Green Room

Pope Francis: “Careerists and social climbers … are doing great harm to the Church”

posted at 11:01 am on May 8, 2013 by

After my sojourn in Vatican City for the papal conclave, I subscribed to the Vatican’s wire service so that I can keep a closer watch on news about Pope Francis and his work.  Much of it is interesting to me but in a non-news manner, as the Pope sets about to accomplish in his own way the commission given to St. Francis of Assisi — “rebuild my church.”  An item today is more provocative, and worth sharing:

Vatican City, 8 May 2013 (VIS) – “The men and women of the Church who are careerists and social climbers, who ‘use’ people, the Church, their brothers and sisters—whom they should be serving—as a springboard for their own personal interests and ambitions … are doing great harm to the Church.” This is what Pope Francis asserted in his address to the participants in the plenary assembly of the International Union of Superiors General (UISG) whom he received in audience this morning.

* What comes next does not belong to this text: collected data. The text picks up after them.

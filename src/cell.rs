//! Wrapping 8-bit tape cells.

use std::fmt;

/// One tape cell: an unsigned byte whose arithmetic wraps modulo 256.
#[derive(Debug, Clone, Copy, Default, PartialEq, Eq, Hash, PartialOrd, Ord)]
pub struct ByteCell(u8);

impl ByteCell {
    pub const ZERO: ByteCell = ByteCell(0);

    /// Reduce any integer into the cell range, wrapping in both directions.
    ///
    /// `wrap(256) == 0`, `wrap(-1) == 255`.
    pub fn wrap(n: i64) -> Self {
        ByteCell(n.rem_euclid(256) as u8)
    }

    pub fn value(self) -> u8 {
        self.0
    }

    pub fn increment(self) -> Self {
        ByteCell(self.0.wrapping_add(1))
    }

    pub fn decrement(self) -> Self {
        ByteCell(self.0.wrapping_sub(1))
    }

    pub fn is_zero(self) -> bool {
        self.0 == 0
    }

    /// The Latin-1 character with the same code point as this cell.
    pub fn as_char(self) -> char {
        char::from(self.0)
    }
}

impl From<u8> for ByteCell {
    fn from(value: u8) -> Self {
        ByteCell(value)
    }
}

impl From<ByteCell> for i64 {
    fn from(cell: ByteCell) -> Self {
        i64::from(cell.0)
    }
}

impl fmt::Display for ByteCell {
    fn fmt(&self, f: &mut fmt::Formatter<'_>) -> fmt::Result {
        fmt::Display::fmt(&self.0, f)
    }
}
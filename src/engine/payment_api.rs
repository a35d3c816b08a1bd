use super::Engine;

use async_trait::async_trait;

use crate::{
    api::PaymentAPI,
    entities::{PaymentIntent, PaymentIntentRecord},
    error::{invalid_amount_error, invalid_currency_error, Error},
};

#[async_trait]
impl PaymentAPI for Engine {
    #[tracing::instrument(skip(self))]
    async fn create_payment_intent(
        &self,
        amount: i64,
        currency: &str,
    ) -> Result<PaymentIntent, Error> {
        if amount <= 0 {
            return Err(invalid_amount_error());
        }

        let currency = currency.trim();
        if currency.is_empty() {
            return Err(invalid_currency_error());
        }

        let intent = self
            .processor
            .create_payment_intent(amount, currency)
            .await?;

        // the intent exists at the processor from here on; a lost history
        // entry only affects what the client displays
        let record = PaymentIntentRecord::new(&intent, amount, currency);
        if let Err(err) = self.history.append(&record).await {
            tracing::error!(id = %record.id, %err, "failed to record payment intent");
        }

        Ok(PaymentIntent {
            client_secret: intent.client_secret,
            intent_id: intent.id,
        })
    }

    #[tracing::instrument(skip(self))]
    async fn list_payment_history(&self) -> Result<Vec<PaymentIntentRecord>, Error> {
        self.history.list().await
    }
}
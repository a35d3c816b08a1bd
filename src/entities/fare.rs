use serde::{Deserialize, Serialize};

/// Price per kilometre in euro cents.
pub const RATE_PER_KM: f64 = 153.0;

#[derive(Clone, Debug, PartialEq, Serialize, Deserialize)]
pub struct Extra {
    pub label: String,
    pub price: i64,
    pub selected: bool,
}

impl Extra {
    fn new(label: &str, price: i64) -> Self {
        Self {
            label: label.into(),
            price,
            selected: false,
        }
    }
}

/// Optional extras offered on every ride, none selected.
pub fn default_extras() -> Vec<Extra> {
    vec![
        Extra::new("Water", 300),
        Extra::new("Champagne", 3000),
        Extra::new("Vito", 4000),
    ]
}

/// Total in minor currency units: distance at the per-km rate plus the
/// selected extras, rounded to the nearest unit.
pub fn compute_fare(distance_km: f64, extras: &[Extra]) -> i64 {
    let base = distance_km * RATE_PER_KM;
    let extras_total: i64 = extras.iter().filter(|e| e.selected).map(|e| e.price).sum();

    (base + extras_total as f64).round() as i64
}
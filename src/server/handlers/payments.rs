use axum::extract::{Extension, Json};
use serde::{Deserialize, Serialize};

use crate::api::DynAPI;
use crate::entities::{PaymentIntent, PaymentIntentRecord};
use crate::error::Error;

#[derive(Serialize, Deserialize)]
pub struct CreateIntentParams {
    amount: Option<i64>,
    currency: Option<String>,
}

pub async fn create_intent(
    Extension(api): Extension<DynAPI>,
    Json(params): Json<CreateIntentParams>,
) -> Result<Json<PaymentIntent>, Error> {
    // absent fields fail the same validation as zero / empty ones
    let amount = params.amount.unwrap_or(0);
    let currency = params.currency.unwrap_or_default();

    let intent = api.create_payment_intent(amount, &currency).await?;

    Ok(intent.into())
}

pub async fn history(
    Extension(api): Extension<DynAPI>,
) -> Result<Json<Vec<PaymentIntentRecord>>, Error> {
    let history = api.list_payment_history().await?;

    Ok(history.into())
}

The pontiff spoke to the sisters of obedience, poverty, and chastity: “Obedience as listening to God’s will, in the interior motion of the Holy Spirit authenticated by the Church, accepting that obedience also passes through human mediations. … Poverty, which teaches solidarity, sharing, and charity and which is also expressed in a soberness and joy of the essential, to put us on guard against the material idols that obscure the true meaning of life. Poverty, which is learned with the humble, the poor, the sick, and all those who are at the existential margins of life. Theoretical poverty doesn’t do anything. Poverty is learned by touching the flesh of the poor Christ in the humble, the poor, the sick, and in children.”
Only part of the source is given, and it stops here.